In the end, there was company restructuring, our responsibilities were changed, and my time as editor-in-charge of "Manga Review" came to an end. On about sixty percent of the interviews I did directly with mangakas, the artist's supervising editor attended as well. As a result, I was able to observe many different types of editors. And, in watching their various interactions, I came to understand the value of the relationship between author/artist and editor. There were teams who maintained extraordinarily good relationships, and also those like this: "Let's be frank, here. You're 'nothing more than a mere' supervisor, aren't you."

  • About the latter: what I wrote sounds a bit acid, but there are some editors who either don't, can't or aren't asked to do anything other than office work (accepting manuscripts, photocomposition directions, quality checks, getting the manuscript turned in, writing publicity copy, making up the character introduction column, etc.)

There were lots of different cases. Really big names never have "staff meetings" with their editors.

At my company, we called it "a gift manuscript": no matter what the contents of the story are like, the mere fact that "that author draws, too!" could lead to the magazine's going up another level. "Leveling up": Also known as ammunition for seducing the next author the magazine wants to run. I'd bet this kind of hard work is (hardly) ever seen at the three big manga publishers! ...Or I tend to think so. That, and as I wrote in a previous journal entry, I've also seen editors who give off this aura of "While I would never have chosen this for myself, I'm affiliated with a manga magazine," so it's my personal grudge. Although I get the feeling that, for those who hope to become manga editors, this sort of "inside story" was more fun.

Partway through (in "Why I Quit part 3"), I made you sit through things turning a bit melancholy, for which I apologize...

Getting back to the subject, I'll summarize by saying "I'm glad there are so many different kinds of editors." Or maybe, looking at things from a broader point of view, "It's not as though you have to tie your identity to your job." Your depth of seriousness and your brilliance absolutely do not correlate with one another, so someone who thinks, defiantly, "Well, even if this project bites the dust, it's not like it's my life or anything" might become a surprisingly good editor. Or rather, my stance towards my general magazine tends to go that way. No no no, of course passionate editors are better.

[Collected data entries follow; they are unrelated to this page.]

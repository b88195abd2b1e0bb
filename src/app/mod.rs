use anyhow::Result;
use chrono::{Duration, Local, NaiveDate};
use crossterm::{
    event::{self, DisableMouseCapture, EnableMouseCapture, Event, KeyCode},
    execute,
    terminal::{disable_raw_mode, enable_raw_mode, EnterAlternateScreen, LeaveAlternateScreen},
};
use ratatui::{backend::CrosstermBackend, Terminal};
use std::io;

use crate::{
    booking::{confirmation_code, BookingStore, Fees},
    config::AppConfig,
    picker::{DateRange, DateRangePicker},
    rooms::{Room, Testimonial},
    theme::ThemeConfig,
    ui::{draw, step_fields, BookingStep, InputMode, UiState},
};

// ─── Page model ───────────────────────────────────────────────────────────────

#[derive(Debug, Clone, Copy, PartialEq)]
pub enum Page {
    Home,
    Rooms,
    RoomDetail,
    Booking,
    Account,
}

// ─── App state ────────────────────────────────────────────────────────────────

pub struct App {
    pub theme:          ThemeConfig,
    pub theme_idx:      usize,
    pub fees:           Fees,
    pub default_nights: i64,
    pub rooms:          Vec<Room>,
    pub testimonials:   Vec<Testimonial>,
    pub store:          BookingStore,
    pub page:           Page,
    pub room_cursor:    usize,
    /// Index into `rooms` for the detail page; set on Enter from the list.
    pub detail_room:    Option<usize>,
    pub picker:         DateRangePicker,
    pub show_picker:    bool,
    pub show_help:      bool,
    /// Keyboard cursor inside the picker grid — doubles as the hover date.
    pub cal_cursor:     NaiveDate,
    pub ui:             UiState,
    pub status:         String,
    pub running:        bool,
}

impl App {
    pub fn new(
        cfg: &AppConfig,
        theme: ThemeConfig,
        rooms: Vec<Room>,
        testimonials: Vec<Testimonial>,
    ) -> Self {
        let today = Local::now().date_naive();
        let all   = ThemeConfig::all_themes();
        let idx   = all.iter().position(|t| t.name == theme.name).unwrap_or(0);

        Self {
            theme_idx:      idx,
            theme,
            fees:           cfg.fees(),
            default_nights: cfg.default_nights(),
            rooms,
            testimonials,
            store:          BookingStore::default(),
            page:           Page::Home,
            room_cursor:    0,
            detail_room:    None,
            picker:         DateRangePicker::new(today, None),
            show_picker:    false,
            show_help:      false,
            cal_cursor:     today,
            ui:             UiState::default(),
            status:         String::new(),
            running:        true,
        }
    }

    fn today(&self) -> NaiveDate {
        Local::now().date_naive()
    }

    fn default_range(&self) -> DateRange {
        let today = self.today();
        DateRange { start: today, end: today + Duration::days(self.default_nights) }
    }

    // ── TUI loop ──────────────────────────────────────────────────────────────

    pub fn run(&mut self) -> Result<()> {
        enable_raw_mode()?;
        let mut stdout = io::stdout();
        execute!(stdout, EnterAlternateScreen, EnableMouseCapture)?;
        let backend  = CrosstermBackend::new(stdout);
        let mut term = Terminal::new(backend)?;

        let result = self.event_loop(&mut term);

        disable_raw_mode()?;
        execute!(term.backend_mut(), LeaveAlternateScreen, DisableMouseCapture)?;
        term.show_cursor()?;
        result
    }

    fn event_loop(&mut self, term: &mut Terminal<CrosstermBackend<io::Stdout>>) -> Result<()> {
        let tick = std::time::Duration::from_millis(50);
        while self.running {
            term.draw(|f| draw(f, self))?;
            if event::poll(tick)? {
                if let Event::Key(key) = event::read()? {
                    self.on_key(key)?;
                }
            }
        }
        Ok(())
    }

    // ── Input ─────────────────────────────────────────────────────────────────

    fn on_key(&mut self, key: crossterm::event::KeyEvent) -> Result<()> {
        if self.show_help {
            self.show_help = false;
            return Ok(());
        }
        if self.show_picker {
            self.key_picker(key);
            return Ok(());
        }

        // Global keys only outside text entry, so names may contain them
        if self.ui.input_mode == InputMode::Normal {
            match key.code {
                KeyCode::Char('q') => { self.running = false; return Ok(()); }
                KeyCode::Char('?') => { self.show_help = true; return Ok(()); }
                KeyCode::Char('1') => { self.page = Page::Home;    return Ok(()); }
                KeyCode::Char('2') => { self.page = Page::Rooms;   return Ok(()); }
                KeyCode::Char('3') => { self.page = Page::Account; return Ok(()); }
                // T (Shift+T) — cycle through themes
                KeyCode::Char('T') => {
                    let themes = ThemeConfig::all_themes();
                    self.theme_idx = (self.theme_idx + 1) % themes.len();
                    self.theme     = themes[self.theme_idx].clone();
                    let _ = self.theme.save();
                    return Ok(());
                }
                _ => {}
            }
        }

        match self.page {
            Page::Home        => self.key_home(key),
            Page::Rooms       => self.key_rooms(key),
            Page::RoomDetail  => self.key_room_detail(key),
            Page::Booking     => self.key_booking(key),
            Page::Account     => {
                if key.code == KeyCode::Esc { self.page = Page::Home; }
            }
        }
        Ok(())
    }

    fn key_home(&mut self, key: crossterm::event::KeyEvent) {
        if let KeyCode::Enter | KeyCode::Char('r') = key.code {
            self.page = Page::Rooms;
        }
    }

    fn key_rooms(&mut self, key: crossterm::event::KeyEvent) {
        match key.code {
            KeyCode::Down | KeyCode::Char('j') => {
                if self.room_cursor + 1 < self.rooms.len() { self.room_cursor += 1; }
            }
            KeyCode::Up | KeyCode::Char('k') => {
                self.room_cursor = self.room_cursor.saturating_sub(1);
            }
            KeyCode::Enter => self.open_room_detail(self.room_cursor),
            KeyCode::Char('c') => self.open_picker(),
            KeyCode::Char('b') => {
                self.open_room_detail(self.room_cursor);
                self.start_booking();
            }
            KeyCode::Esc => self.page = Page::Home,
            _ => {}
        }
    }

    fn key_room_detail(&mut self, key: crossterm::event::KeyEvent) {
        match key.code {
            KeyCode::Char('+') | KeyCode::Char('=') => self.adjust_guests(1),
            KeyCode::Char('-') => self.adjust_guests(-1),
            KeyCode::Char('c') => self.open_picker(),
            KeyCode::Char('b') | KeyCode::Enter => self.start_booking(),
            KeyCode::Esc => self.page = Page::Rooms,
            _ => {}
        }
    }

    // ── Booking form (3 steps, mirrors the storefront checkout) ───────────────

    fn key_booking(&mut self, key: crossterm::event::KeyEvent) {
        match key.code {
            KeyCode::Esc => {
                // Step back through the flow; out of it from the first step
                self.ui.errors.clear();
                match self.ui.booking_step {
                    BookingStep::GuestInfo => {
                        self.ui.input_mode = InputMode::Normal;
                        self.page          = Page::RoomDetail;
                    }
                    BookingStep::Payment      => self.set_step(BookingStep::GuestInfo),
                    BookingStep::Confirmation => self.set_step(BookingStep::Payment),
                }
            }
            KeyCode::Tab | KeyCode::Down => self.focus_field(1),
            KeyCode::BackTab | KeyCode::Up => self.focus_field(-1),
            KeyCode::Enter => self.advance_booking(),
            KeyCode::Backspace => {
                if self.ui.booking_step != BookingStep::Confirmation {
                    self.ui.form.value_mut(self.ui.focus).pop();
                }
            }
            KeyCode::Char(c) => {
                if self.ui.booking_step != BookingStep::Confirmation {
                    self.ui.form.value_mut(self.ui.focus).push(c);
                    // editing a field clears its stale errors
                    let focus = self.ui.focus;
                    self.ui.errors.retain(|e| e.field() != focus);
                }
            }
            _ => {}
        }
    }

    fn set_step(&mut self, step: BookingStep) {
        self.ui.booking_step = step;
        if let Some(first) = step_fields(step).first() {
            self.ui.focus = *first;
        }
    }

    fn focus_field(&mut self, dir: i32) {
        let fields = step_fields(self.ui.booking_step);
        if fields.is_empty() {
            return;
        }
        let cur  = fields.iter().position(|f| *f == self.ui.focus).unwrap_or(0);
        let next = (cur as i32 + dir).rem_euclid(fields.len() as i32) as usize;
        self.ui.focus = fields[next];
    }

    fn advance_booking(&mut self) {
        let errors = match self.ui.booking_step {
            BookingStep::GuestInfo => self.ui.form.validate_guest_info(),
            BookingStep::Payment   => self.ui.form.validate_payment(),
            BookingStep::Confirmation => {
                self.complete_booking();
                return;
            }
        };
        if errors.is_empty() {
            let next = match self.ui.booking_step {
                BookingStep::GuestInfo => BookingStep::Payment,
                _                      => BookingStep::Confirmation,
            };
            self.ui.errors.clear();
            self.set_step(next);
        } else {
            self.ui.errors = errors;
        }
    }

    /// Simulated checkout: no payment is processed, no booking is stored.
    fn complete_booking(&mut self) {
        let code = confirmation_code();
        tracing::info!(%code, "booking completed");
        self.status = format!("✓ Booking confirmed — ref {code}");
        self.store.clear();
        self.ui = UiState::default();
        self.detail_room = None;
        self.page = Page::Home;
    }

    // ── Date picker popup ─────────────────────────────────────────────────────

    fn open_picker(&mut self) {
        // Make sure the store tracks the room under the cursor, then mount
        // the picker on whatever dates the store already holds
        if self.store.details().is_none() {
            if let Some(room) = self.rooms.get(self.room_cursor) {
                self.store.select_room(room, self.default_range());
            }
        }
        let today        = self.today();
        self.picker      = DateRangePicker::new(today, self.store.dates());
        self.cal_cursor  = self.picker.range().map(|r| r.start).unwrap_or(today);
        self.show_picker = true;
    }

    fn key_picker(&mut self, key: crossterm::event::KeyEvent) {
        match key.code {
            KeyCode::Right | KeyCode::Char('l') => self.shift_cal_cursor(1),
            KeyCode::Left  | KeyCode::Char('h') => self.shift_cal_cursor(-1),
            KeyCode::Down  | KeyCode::Char('j') => self.shift_cal_cursor(7),
            KeyCode::Up    | KeyCode::Char('k') => self.shift_cal_cursor(-7),
            KeyCode::Char(']') => {
                self.picker.next_month();
                self.snap_cursor_to_view();
            }
            KeyCode::Char('[') => {
                self.picker.prev_month();
                self.snap_cursor_to_view();
            }
            KeyCode::Char('t') => {
                let t = self.today();
                self.cal_cursor = t;
                while self.picker.view() != crate::calendar::ViewMonth::containing(t) {
                    if self.picker.view().first_day() > t {
                        self.picker.prev_month();
                    } else {
                        self.picker.next_month();
                    }
                }
                self.picker.set_hover(t, t);
            }
            KeyCode::Enter | KeyCode::Char(' ') => {
                let today = self.today();
                if let Some(range) = self.picker.click(self.cal_cursor, today) {
                    // committed change flows straight into the shared store
                    self.store.set_dates(range);
                    self.status = format!(
                        "Stay: {} → {} ({} nights)",
                        range.start.format("%b %-d"),
                        range.end.format("%b %-d, %Y"),
                        range.nights().max(1),
                    );
                }
            }
            KeyCode::Esc | KeyCode::Char('c') | KeyCode::Char('q') => {
                self.picker.clear_hover();
                self.show_picker = false;
            }
            _ => {}
        }
    }

    fn shift_cal_cursor(&mut self, days: i64) {
        let cursor = self.cal_cursor + Duration::days(days);
        self.cal_cursor = cursor;
        // follow the cursor across month boundaries
        while !self.picker.view().contains(cursor) {
            if cursor < self.picker.view().first_day() {
                self.picker.prev_month();
            } else {
                self.picker.next_month();
            }
        }
        self.picker.set_hover(cursor, self.today());
    }

    fn snap_cursor_to_view(&mut self) {
        if !self.picker.view().contains(self.cal_cursor) {
            self.cal_cursor = self.picker.view().first_day();
        }
        self.picker.clear_hover();
        self.picker.set_hover(self.cal_cursor, self.today());
    }

    // ── Helpers ───────────────────────────────────────────────────────────────

    fn open_room_detail(&mut self, idx: usize) {
        if let Some(room) = self.rooms.get(idx) {
            self.store.select_room(room, self.default_range());
            self.detail_room = Some(idx);
            self.page        = Page::RoomDetail;
        }
    }

    fn start_booking(&mut self) {
        if self.store.details().is_none() {
            return;
        }
        self.ui            = UiState::default();
        self.ui.input_mode = InputMode::Insert;
        self.page          = Page::Booking;
    }

    fn adjust_guests(&mut self, delta: i32) {
        let Some(idx) = self.detail_room else { return };
        let capacity  = self.rooms[idx].capacity;
        if let Some(det) = self.store.details() {
            let guests = (det.guests as i32 + delta).clamp(1, capacity as i32) as u32;
            self.store.set_guests(guests);
        }
    }
}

Come to think of it, I think it might be best to be able to reconcile the two, have a good balance between being mentally prepared as far as your work is concerned (able to be either shallow or serious about it) and having a good idea of the limits of your own abilities. That's not limited to the job of "editor."

During my days as supervising editor of "Manga Review", I worked again with the writer who appeared in "Why I Quit part 1." I'd run into them while lining up at signings, and when I went to buy a booth at Comiket, but I hadn't worked with them since I quit my job as a manga editor, so it had been about six years.

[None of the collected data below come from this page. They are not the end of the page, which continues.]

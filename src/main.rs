mod quiz;

use std::sync::Arc;
use std::time::Duration;

use chatgpt::{client::ChatGPT, config::ChatGPTEngine};
use dotenv::dotenv;
use quiz::generator::QuestionGenerator;
use quiz::results::{self, PASS_ERROR_LIMIT};
use quiz::session::{Phase, QuizMachine};
use quiz::Difficulty;
use teloxide::{
    dispatching::dialogue::InMemStorage,
    prelude::*,
    types::{ChatAction, KeyboardButton, KeyboardMarkup},
};

type QuizDialogue = Dialogue<State, InMemStorage<State>>;
type HandlerResult = Result<(), Box<dyn std::error::Error + Send + Sync>>;

/// Every exam asks the model for a full practice test.
const QUESTIONS_PER_EXAM: usize = 30;
const GENERATION_TIMEOUT: Duration = Duration::from_secs(90);

#[derive(Clone, Default)]
pub enum State {
    #[default]
    Start,
    ReceiveLevelChoice,
    /// Waiting for the user to tap one of the current question's options.
    AnswerQuestion {
        machine: QuizMachine,
        difficulty: Difficulty,
    },
    /// Feedback is on screen; the staged option is only recorded when the
    /// user confirms with the advance button.
    ConfirmAnswer {
        machine: QuizMachine,
        difficulty: Difficulty,
        staged: usize,
    },
    ShowResults {
        difficulty: Difficulty,
    },
}

#[tokio::main]
async fn main() {
    dotenv().ok();

    pretty_env_logger::init();
    log::info!("Starting AutoEscuela AI bot...");

    let bot = Bot::from_env();

    let gpt = match std::env::var("CHATGPT_API_KEY") {
        Ok(key) => match ChatGPT::new(key) {
            Ok(mut gpt) => {
                gpt.config.engine = ChatGPTEngine::Gpt35Turbo;
                gpt.config.timeout = GENERATION_TIMEOUT;
                Some(gpt)
            }
            Err(err) => {
                log::warn!("could not build the AI client, exams will use the fallback set: {err}");
                None
            }
        },
        Err(_) => {
            log::warn!("CHATGPT_API_KEY is not set, exams will use the fallback set");
            None
        }
    };

    let generator = Arc::new(QuestionGenerator::new(gpt));
    let generator_for_retry = generator.clone();

    Dispatcher::builder(
        bot,
        Update::filter_message()
            .enter_dialogue::<Message, InMemStorage<State>, State>()
            .branch(dptree::case![State::Start].endpoint(start))
            .branch(dptree::case![State::ReceiveLevelChoice].endpoint(
                move |bot: Bot, dialogue: QuizDialogue, msg: Message| {
                    receive_level_choice(generator.clone(), bot, dialogue, msg)
                },
            ))
            .branch(
                dptree::case![State::AnswerQuestion { machine, difficulty }]
                    .endpoint(answer_question),
            )
            .branch(
                dptree::case![State::ConfirmAnswer {
                    machine,
                    difficulty,
                    staged
                }]
                .endpoint(confirm_answer),
            )
            .branch(dptree::case![State::ShowResults { difficulty }].endpoint(
                move |bot: Bot, dialogue: QuizDialogue, difficulty: Difficulty, msg: Message| {
                    show_results_choice(generator_for_retry.clone(), bot, dialogue, difficulty, msg)
                },
            )),
    )
    .dependencies(dptree::deps![InMemStorage::<State>::new()])
    .enable_ctrlc_handler()
    .build()
    .dispatch()
    .await;
}

const GREETING_TEXT: &str = "¡Hola! Soy AutoEscuela AI 🚗 Te ayudo a preparar el examen teórico \
                             del permiso B con tests generados a tu medida.\n\n¿Qué nivel quieres practicar?";
const NEXT_BUTTON: &str = "Siguiente pregunta";
const RESULTS_BUTTON: &str = "Ver resultados";
const RETRY_BUTTON: &str = "Intentar otro test";
const HOME_BUTTON: &str = "Volver al inicio";

fn level_keyboard() -> KeyboardMarkup {
    KeyboardMarkup::new(vec![Difficulty::ALL
        .iter()
        .map(|d| KeyboardButton::new(d.label()))
        .collect::<Vec<_>>()])
}

async fn start(bot: Bot, dialogue: QuizDialogue, msg: Message) -> HandlerResult {
    bot.send_message(msg.chat.id, GREETING_TEXT)
        .reply_markup(level_keyboard())
        .await?;

    dialogue.update(State::ReceiveLevelChoice).await?;
    Ok(())
}

async fn receive_level_choice(
    generator: Arc<QuestionGenerator>,
    bot: Bot,
    dialogue: QuizDialogue,
    msg: Message,
) -> HandlerResult {
    let difficulty = match msg.text().and_then(Difficulty::from_label) {
        Some(difficulty) => difficulty,
        None => {
            bot.send_message(msg.chat.id, "Por favor, elige un nivel con los botones")
                .reply_markup(level_keyboard())
                .await?;
            return Ok(());
        }
    };

    begin_quiz(generator, &bot, &dialogue, msg.chat.id, difficulty).await
}

/// Generates a fresh exam and shows its first question. Shared by the level
/// selection and the retry path.
async fn begin_quiz(
    generator: Arc<QuestionGenerator>,
    bot: &Bot,
    dialogue: &QuizDialogue,
    chat_id: ChatId,
    difficulty: Difficulty,
) -> HandlerResult {
    // Nice to have while the model works, not worth failing over
    let _ = bot.send_chat_action(chat_id, ChatAction::Typing).await;
    bot.send_message(
        chat_id,
        format!(
            "Generando test inteligente... Creando {QUESTIONS_PER_EXAM} preguntas de nivel {}.",
            difficulty.label()
        ),
    )
    .await?;

    let questions = generator.generate(difficulty, QUESTIONS_PER_EXAM).await;

    let mut machine = QuizMachine::new();
    machine.start(questions)?;

    send_current_question(bot, chat_id, &machine).await?;
    dialogue
        .update(State::AnswerQuestion { machine, difficulty })
        .await?;
    Ok(())
}

async fn send_current_question(bot: &Bot, chat_id: ChatId, machine: &QuizMachine) -> HandlerResult {
    let snapshot = machine.snapshot();
    let question = machine.current_question()?;

    let topic = question.topic.as_deref().unwrap_or("General");
    let text = format!(
        "Pregunta {} de {} · {}\n\n{}",
        snapshot.current_index + 1,
        snapshot.questions.len(),
        topic,
        question.text
    );

    let keyboard = KeyboardMarkup::new(
        question
            .options
            .iter()
            .map(|option| vec![KeyboardButton::new(option.clone())])
            .collect::<Vec<_>>(),
    );

    bot.send_message(chat_id, text).reply_markup(keyboard).await?;
    Ok(())
}

async fn answer_question(
    bot: Bot,
    dialogue: QuizDialogue,
    (machine, difficulty): (QuizMachine, Difficulty),
    msg: Message,
) -> HandlerResult {
    let question = machine.current_question()?;

    let selected = msg
        .text()
        .and_then(|text| question.options.iter().position(|option| option == text));
    let selected = match selected {
        Some(index) => index,
        None => {
            bot.send_message(msg.chat.id, "Por favor, elige una de las opciones con los botones")
                .await?;
            return Ok(());
        }
    };

    let feedback = if selected == question.correct_index {
        format!("¡Correcto! ✅\n\n{}", question.explanation)
    } else {
        format!(
            "Incorrecto ❌\nRespuesta correcta: {}\n\nPor qué: {}",
            question.correct_option(),
            question.explanation
        )
    };

    let snapshot = machine.snapshot();
    let advance_label = if snapshot.current_index + 1 == snapshot.questions.len() {
        RESULTS_BUTTON
    } else {
        NEXT_BUTTON
    };

    bot.send_message(msg.chat.id, feedback)
        .reply_markup(KeyboardMarkup::new(vec![vec![KeyboardButton::new(
            advance_label,
        )]]))
        .await?;

    dialogue
        .update(State::ConfirmAnswer {
            machine,
            difficulty,
            staged: selected,
        })
        .await?;
    Ok(())
}

async fn confirm_answer(
    bot: Bot,
    dialogue: QuizDialogue,
    (mut machine, difficulty, staged): (QuizMachine, Difficulty, usize),
    msg: Message,
) -> HandlerResult {
    match msg.text() {
        Some(NEXT_BUTTON) | Some(RESULTS_BUTTON) => {}
        _ => {
            bot.send_message(msg.chat.id, format!("Pulsa «{NEXT_BUTTON}» para continuar"))
                .await?;
            return Ok(());
        }
    }

    machine.submit_answer(staged)?;

    if machine.snapshot().phase == Phase::Finished {
        send_results(&bot, msg.chat.id, &machine).await?;
        dialogue.update(State::ShowResults { difficulty }).await?;
        return Ok(());
    }

    send_current_question(&bot, msg.chat.id, &machine).await?;
    dialogue
        .update(State::AnswerQuestion { machine, difficulty })
        .await?;
    Ok(())
}

async fn send_results(bot: &Bot, chat_id: ChatId, machine: &QuizMachine) -> HandlerResult {
    let snapshot = machine.snapshot();
    let results = results::evaluate(&snapshot)?;

    let verdict = if results.passed { "¡Apto! 🎉" } else { "No apto" };
    let summary = format!(
        "{verdict}\n\nHas acertado {} de {} preguntas ({} fallos).\nSe aprueba con menos de {} fallos.",
        results.score, results.total, results.error_count, PASS_ERROR_LIMIT
    );
    bot.send_message(chat_id, summary).await?;

    if !results.missed.is_empty() {
        bot.send_message(chat_id, "Repaso de errores:").await?;
        for missed in &results.missed {
            let review = format!(
                "#{} {}\n\nTu respuesta: {}\nCorrecta: {}\n\nPor qué: {}",
                missed.index + 1,
                missed.question.text,
                missed.question.options[missed.user_answer],
                missed.question.correct_option(),
                missed.question.explanation
            );
            bot.send_message(chat_id, review).await?;
        }
    }

    bot.send_message(chat_id, "¿Qué quieres hacer ahora?")
        .reply_markup(KeyboardMarkup::new(vec![vec![
            KeyboardButton::new(RETRY_BUTTON),
            KeyboardButton::new(HOME_BUTTON),
        ]]))
        .await?;
    Ok(())
}

async fn show_results_choice(
    generator: Arc<QuestionGenerator>,
    bot: Bot,
    dialogue: QuizDialogue,
    difficulty: Difficulty,
    msg: Message,
) -> HandlerResult {
    match msg.text() {
        Some(RETRY_BUTTON) => begin_quiz(generator, &bot, &dialogue, msg.chat.id, difficulty).await,
        Some(HOME_BUTTON) => {
            bot.send_message(msg.chat.id, "¿Qué nivel quieres practicar?")
                .reply_markup(level_keyboard())
                .await?;
            dialogue.update(State::ReceiveLevelChoice).await?;
            Ok(())
        }
        _ => {
            bot.send_message(msg.chat.id, "Por favor, elige una de las opciones con los botones")
                .await?;
            Ok(())
        }
    }
}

Although, back then, their comic hadn't come out, in six years' time they'd already published several volumes. In the aftertalk for the comic which showed up in the interview, they wrote "It's the first long manga I've ever tackled." Also that "I had the most fun I've ever had while doing this job; it was more worth the effort than anything I've ever done before."

I quit being a manga editor, but the writer didn't quit being a mangaka.

They didn't quit, even though being a writer wasn't all fun and games, either. (I was told, "We're often told to 'Give us something that feels like (fill in the blank), 'kay, thanks!' Even though we don't want to draw something like that one bit!")

In the end, the dream they'd longed for so badly didn't come true.

But the writer didn't run away; they fought with reality, and they won. And now they're striving to advance even further. Back then, I couldn't be of any help to them at all, but maybe in this review, when I introduce the writer's work, I'll be able to give something back... I thought as I started home.

Our paths have diverged, but I dream that, maybe someday, we'll meet again as mangaka and editor.
No matter what form that meeting may take.

"Why I Quit My Job as a Manga Editor" ends here. Next I'll write the afterword.